PROBLEM STATEMENT: Every line containing "completed" should be copied out. Go through the entries and find them.

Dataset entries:

★ ★ ★ ★ ★ ★ ★

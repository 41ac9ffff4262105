//! The seam between pkbridge and a package engine
//!
//! An [`Engine`] resolves, downloads and applies packages. While it works it
//! calls back into a [`TransactionCallbacks`] implementation synchronously on
//! the same thread, once per lifecycle event, question, progress step,
//! download chunk and log line.

use std::path::Path;
use std::sync::Arc;

use bitflags::bitflags;
use pkbridge_net::Fetcher;
use pkbridge_types::{Depend, EngineFailure, PackageRef};
use serde::{Deserialize, Serialize};

bitflags! {
    /// Flags passed to [`Engine::init`]
    #[derive(Debug, Clone, Copy, PartialEq, Eq, Hash, Default)]
    pub struct TransFlags: u32 {
        const NO_DEPS = 1;
        const FORCE = 1 << 1;
        const NO_SAVE = 1 << 2;
        const NO_DEP_VERSION = 1 << 3;
        const CASCADE = 1 << 4;
        const RECURSE = 1 << 5;
        const DB_ONLY = 1 << 6;
        const ALL_DEPS = 1 << 8;
        const DOWNLOAD_ONLY = 1 << 9;
        const NO_SCRIPTLET = 1 << 10;
        const NO_CONFLICTS = 1 << 11;
        const NEEDED = 1 << 13;
        const ALL_EXPLICIT = 1 << 14;
        const UNNEEDED = 1 << 15;
        const RECURSE_ALL = 1 << 16;
        const NO_LOCK = 1 << 17;
    }
}

/// Lifecycle notifications raised by the engine
#[derive(Debug, Clone, PartialEq, Eq, Serialize, Deserialize)]
#[serde(tag = "event", rename_all = "snake_case")]
pub enum EngineEvent {
    CheckDepsStart,
    CheckDepsDone,
    FileConflictsStart,
    FileConflictsDone,
    ResolveDepsStart,
    ResolveDepsDone,
    InterConflictsStart,
    InterConflictsDone,
    AddStart { package: PackageRef },
    AddDone { package: PackageRef },
    RemoveStart { package: PackageRef },
    RemoveDone { package: PackageRef },
    UpgradeStart { package: PackageRef, old: PackageRef },
    UpgradeDone { package: PackageRef, old: PackageRef },
    DowngradeStart { package: PackageRef, old: PackageRef },
    DowngradeDone { package: PackageRef, old: PackageRef },
    ReinstallStart {
        package: PackageRef,
        #[serde(default)]
        old: Option<PackageRef>,
    },
    ReinstallDone {
        package: PackageRef,
        #[serde(default)]
        old: Option<PackageRef>,
    },
    IntegrityStart,
    IntegrityDone,
    LoadStart,
    LoadDone,
    DeltaIntegrityStart,
    DeltaIntegrityDone,
    DeltaPatchesStart,
    DeltaPatchesDone,
    DeltaPatchStart,
    DeltaPatchDone,
    DeltaPatchFailed,
    ScriptletInfo { line: String },
    RetrieveStart,
    DiskspaceStart,
    DiskspaceDone,
    OptdepRequired { package: PackageRef, depend: Depend },
    DatabaseMissing { database: String },
    KeyringStart,
    KeyringDone,
    KeyDownloadStart,
    KeyDownloadDone,
    /// An event code this crate does not know about
    Other { code: u32 },
}

/// Interactive questions the engine asks mid-transaction
#[derive(Debug, Clone, PartialEq, Eq, Serialize, Deserialize)]
#[serde(tag = "question", rename_all = "snake_case")]
pub enum Question {
    InstallIgnorePkg {
        package: PackageRef,
    },
    ReplacePkg {
        old: PackageRef,
        new: PackageRef,
        repository: String,
    },
    ConflictPkg {
        target: String,
        conflicting: String,
        reason: Depend,
    },
    CorruptedPkg {
        filepath: String,
        reason: String,
    },
    LocalNewer {
        package: PackageRef,
    },
    RemovePkgs {
        packages: Vec<PackageRef>,
    },
    SelectProvider {
        providers: Vec<PackageRef>,
        depend: Depend,
    },
    ImportKey {
        fingerprint: String,
        uid: String,
    },
    Other {
        code: u32,
    },
}

/// Reply to a [`Question`]
#[derive(Debug, Clone, Copy, PartialEq, Eq, Serialize, Deserialize)]
#[serde(rename_all = "snake_case")]
pub enum Answer {
    Yes,
    No,
    /// Position in a list of choices
    Index(usize),
    /// Leave the engine's default in place
    Unset,
}

/// Step kinds reported through [`TransactionCallbacks::on_progress`]
#[derive(Debug, Clone, Copy, PartialEq, Eq, Hash, Serialize, Deserialize)]
#[serde(rename_all = "snake_case")]
pub enum ProgressKind {
    AddStart,
    UpgradeStart,
    DowngradeStart,
    ReinstallStart,
    RemoveStart,
    ConflictsStart,
    DiskspaceStart,
    IntegrityStart,
    LoadStart,
    KeyringStart,
    Other(u32),
}

impl ProgressKind {
    /// Check phases whose step index the engine reports one behind
    #[must_use]
    pub fn is_start_boundary(self) -> bool {
        matches!(
            self,
            Self::ConflictsStart
                | Self::DiskspaceStart
                | Self::IntegrityStart
                | Self::LoadStart
                | Self::KeyringStart
        )
    }

    /// Steps that act on one named package
    #[must_use]
    pub fn is_package_step(self) -> bool {
        matches!(
            self,
            Self::AddStart
                | Self::UpgradeStart
                | Self::DowngradeStart
                | Self::ReinstallStart
                | Self::RemoveStart
        )
    }
}

#[derive(Debug, Clone, Copy, PartialEq, Eq, Serialize, Deserialize)]
#[serde(rename_all = "snake_case")]
pub enum LogLevel {
    Error,
    Warning,
    Debug,
    Function,
}

/// Receiver for everything the engine reports during prepare and commit
pub trait TransactionCallbacks {
    fn on_event(&mut self, event: &EngineEvent);

    fn on_question(&mut self, question: &Question) -> Answer;

    /// `current` is 1-based and at most `count`
    fn on_progress(
        &mut self,
        kind: ProgressKind,
        target: &str,
        percent: i32,
        count: usize,
        current: usize,
    );

    /// Called repeatedly per file; `completed == 0` marks the start of a file
    fn on_download(&mut self, basename: &str, completed: i64, total: i64);

    /// Called once per download batch; negative totals mark database files
    fn on_total_size(&mut self, total: i64);

    fn on_log(&mut self, level: LogLevel, message: &str);
}

/// Asks a running engine to stop at its next safe point
pub trait Interrupt: Send + Sync {
    fn interrupt(&self);
}

impl<F> Interrupt for F
where
    F: Fn() + Send + Sync,
{
    fn interrupt(&self) {
        self();
    }
}

/// A package engine capable of running one transaction at a time
///
/// Every fallible call reports an [`EngineFailure`]; translating it into a
/// user-facing error is left to the caller.
pub trait Engine {
    /// Start a new transaction.
    ///
    /// # Errors
    ///
    /// Fails when a transaction is already active or the database is locked.
    fn init(&mut self, flags: TransFlags) -> Result<(), EngineFailure>;

    /// Queue a local package file for installation.
    ///
    /// # Errors
    ///
    /// Fails when the file cannot be loaded or is a duplicate target.
    fn add_file(&mut self, path: &Path) -> Result<(), EngineFailure>;

    /// Resolve dependencies and check the transaction.
    ///
    /// # Errors
    ///
    /// Fails with a detail list describing what blocked the transaction.
    fn prepare(&mut self, callbacks: &mut dyn TransactionCallbacks) -> Result<(), EngineFailure>;

    /// Download and apply the prepared transaction.
    ///
    /// # Errors
    ///
    /// Fails with a detail list describing what blocked the transaction.
    fn commit(&mut self, callbacks: &mut dyn TransactionCallbacks) -> Result<(), EngineFailure>;

    /// Drop the active transaction.
    ///
    /// # Errors
    ///
    /// Fails when no transaction is active.
    fn release(&mut self) -> Result<(), EngineFailure>;

    /// Handle that aborts the transaction from another thread
    fn interrupt_handle(&self) -> Arc<dyn Interrupt>;

    /// Packages the active transaction would install or upgrade
    fn pending_adds(&self) -> Vec<PackageRef>;

    /// Packages the active transaction would remove
    fn pending_removes(&self) -> Vec<PackageRef>;

    fn is_installed(&self, name: &str) -> bool;

    /// Toggle signature verification for local files.
    ///
    /// # Errors
    ///
    /// Fails when the engine cannot change its signature level.
    fn set_signature_checking(&mut self, enabled: bool) -> Result<(), EngineFailure>;

    /// Hand transfers to an external fetcher instead of the built-in one
    fn set_fetcher(&mut self, _fetcher: Option<Arc<dyn Fetcher>>) {}
}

★ ★ ★ ★ ★ ★ ★

EXERCISE RESPONSE:
    /// Called repeatedly per file; `completed == 0` marks the start of a file
    fn on_download(&mut self, basename: &str, completed: i64, total: i64);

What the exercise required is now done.